#### What the task asks:
Search the entries below for "HeaderMap" and copy each matching line.
===== Data records =====
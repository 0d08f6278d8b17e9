use axum::{
    extract::{Query, Request, State},
    http::{header, HeaderMap, StatusCode},
    middleware::{self, Next},
    response::{Json, Response},
    routing::{get, post},
    Router,
};
use serde::{Deserialize, Serialize};
use serde_json::{json, Value};
use std::env;
use std::net::SocketAddr;
use std::sync::Arc;
use tracing::{debug, error, info, warn};
use tracing_subscriber::EnvFilter;

use switchyard::shutdown::ShutdownSignal;
use switchyard::{Coordinator, Event, NewEvent, RouteError, SwitchyardConfig};

/// Default page size for dead-letter listings.
const DEFAULT_DEAD_LETTER_LIMIT: usize = 50;
const MAX_DEAD_LETTER_LIMIT: usize = 1000;

#[derive(Clone)]
struct AppState {
    coordinator: Arc<Coordinator>,
    api_key: String,
}

/// Response returned when an event is successfully accepted.
#[derive(Debug, Serialize, Deserialize)]
struct EventResponse {
    /// Routing identifier assigned to the event
    id: String,
    lane: String,
    priority: String,
    status: String,
    /// Correlation ID for tracing
    #[serde(rename = "correlationId")]
    correlation_id: String,
}

#[derive(Debug, Deserialize)]
struct DeadLetterQuery {
    limit: Option<usize>,
}

#[tokio::main]
async fn main() -> Result<(), Box<dyn std::error::Error>> {
    // 1. Initialize Logging
    dotenvy::dotenv().ok();
    tracing_subscriber::fmt()
        .with_env_filter(
            EnvFilter::try_from_default_env().unwrap_or_else(|_| EnvFilter::new("info")),
        )
        .init();

    // 2. Load Configuration
    let config = SwitchyardConfig::load()?;
    let api_key = config
        .server
        .api_key
        .clone()
        .or_else(|| env::var("SWITCHYARD_API_KEY").ok())
        .unwrap_or_else(|| {
            warn!("No API key configured, defaulting to 'dev-key'. DO NOT USE IN PRODUCTION.");
            "dev-key".to_string()
        });
    let port = config.server.port;

    // 3. Build and start the pipeline
    let coordinator = Arc::new(Coordinator::initialize(config).await?);
    coordinator.start().await?;

    let app_state = Arc::new(AppState {
        coordinator: coordinator.clone(),
        api_key,
    });

    // 4. Build Router with Auth Middleware
    let app = Router::new()
        .route("/health", get(health_check))
        .route("/metrics", get(get_metrics))
        .route("/api/v1/events", post(route_event))
        .route("/api/v1/dead-letters", get(list_dead_letters))
        .layer(middleware::from_fn_with_state(app_state.clone(), auth_middleware))
        .with_state(app_state);

    // 5. Serve until SIGINT/SIGTERM
    let shutdown = ShutdownSignal::new();
    tokio::spawn(shutdown.clone().listen());

    let addr = SocketAddr::from(([0, 0, 0, 0], port));
    let listener = tokio::net::TcpListener::bind(addr).await?;
    info!("Switchyard listening on {}", addr);

    let served = axum::serve(listener, app)
        .with_graceful_shutdown(shutdown.clone().triggered())
        .await;
    if let Err(e) = &served {
        error!(error = %e, "HTTP server failed");
    }

    // 6. Drain the pipeline
    if !shutdown.drain(coordinator.stop(true)).await {
        warn!("Pipeline did not drain in time, pending work may be redelivered");
    }

    served?;
    Ok(())
}

async fn auth_middleware(
    State(state): State<Arc<AppState>>,
    req: Request,
    next: Next,
) -> Result<Response, StatusCode> {
    // Skip auth for health check and metrics
    let path = req.uri().path();
    if path == "/health" || path == "/metrics" {
        return Ok(next.run(req).await);
    }

    let auth_header = req
        .headers()
        .get(header::AUTHORIZATION)
        .and_then(|header| header.to_str().ok());

    match auth_header.and_then(|value| value.strip_prefix("Bearer ")) {
        Some(token) if token == state.api_key => Ok(next.run(req).await),
        Some(_) => {
            warn!("Invalid API Key attempt");
            Err(StatusCode::UNAUTHORIZED)
        }
        None => {
            warn!("Missing or malformed Authorization header");
            Err(StatusCode::UNAUTHORIZED)
        }
    }
}

async fn health_check(State(state): State<Arc<AppState>>) -> (StatusCode, Json<Value>) {
    if let Err(e) = state.coordinator.ping().await {
        error!(error = %e, "Queue store ping failed");
        return (
            StatusCode::SERVICE_UNAVAILABLE,
            Json(json!({ "status": "unavailable", "store": "disconnected" })),
        );
    }

    let latest = match state.coordinator.latest_health().await {
        Ok(record) => serde_json::to_value(record).unwrap_or_default(),
        Err(e) => {
            warn!(error = %e, "Failed to read latest health record");
            Value::Null
        }
    };

    (
        StatusCode::OK,
        Json(json!({ "status": "ok", "store": "connected", "latest": latest })),
    )
}

/// Get metrics endpoint - returns pipeline metrics as JSON
async fn get_metrics(State(state): State<Arc<AppState>>) -> Json<Value> {
    let snapshot = state.coordinator.get_metrics();
    let uptime = snapshot.uptime_seconds;
    let events = serde_json::to_value(&snapshot).unwrap_or_default();

    // Format uptime as human-readable
    let uptime_str = if uptime < 60 {
        format!("{}s", uptime)
    } else if uptime < 3600 {
        format!("{}m {}s", uptime / 60, uptime % 60)
    } else {
        format!("{}h {}m {}s", uptime / 3600, (uptime % 3600) / 60, uptime % 60)
    };

    Json(json!({
        "version": env!("CARGO_PKG_VERSION"),
        "uptime": uptime_str,
        "events": events,
        "status": "running"
    }))
}

async fn route_event(
    State(state): State<Arc<AppState>>,
    headers: HeaderMap,
    Json(event): Json<NewEvent>,
) -> Result<(StatusCode, Json<EventResponse>), StatusCode> {
    // Extract or generate correlation ID
    let correlation_id = headers
        .get("X-Correlation-ID")
        .and_then(|v| v.to_str().ok())
        .map(|s| s.to_string())
        .unwrap_or_else(|| uuid::Uuid::new_v4().to_string());

    debug!(
        correlation_id = %correlation_id,
        event_type = %event.kind,
        lane = %event.lane,
        "Received event"
    );

    let routed = state
        .coordinator
        .route_event(event)
        .await
        .map_err(|e| match e {
            RouteError::QueueUnavailable(_) => {
                error!(correlation_id = %correlation_id, error = %e, "Queue unavailable");
                StatusCode::SERVICE_UNAVAILABLE
            }
            RouteError::Validation(_) => {
                warn!(correlation_id = %correlation_id, error = %e, "Rejected event");
                StatusCode::BAD_REQUEST
            }
            RouteError::Serialization(_) => {
                error!(correlation_id = %correlation_id, error = %e, "Failed to encode event");
                StatusCode::INTERNAL_SERVER_ERROR
            }
        })?;

    info!(
        route_id = %routed.id,
        correlation_id = %correlation_id,
        "Event accepted"
    );

    Ok((
        StatusCode::ACCEPTED,
        Json(EventResponse {
            id: routed.id,
            lane: routed.lane,
            priority: routed.priority.to_string(),
            status: "accepted".to_string(),
            correlation_id,
        }),
    ))
}

async fn list_dead_letters(
    State(state): State<Arc<AppState>>,
    Query(query): Query<DeadLetterQuery>,
) -> Result<Json<Vec<Event>>, StatusCode> {
    let limit = query
        .limit
        .unwrap_or(DEFAULT_DEAD_LETTER_LIMIT)
        .min(MAX_DEAD_LETTER_LIMIT);

    state
        .coordinator
        .dead_letters(limit)
        .await
        .map(Json)
        .map_err(|e| {
            error!(error = %e, "Failed to read dead-letter store");
            StatusCode::SERVICE_UNAVAILABLE
        })
}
=====
#### Output of the task:
    http::{header, HeaderMap, StatusCode},
    headers: HeaderMap,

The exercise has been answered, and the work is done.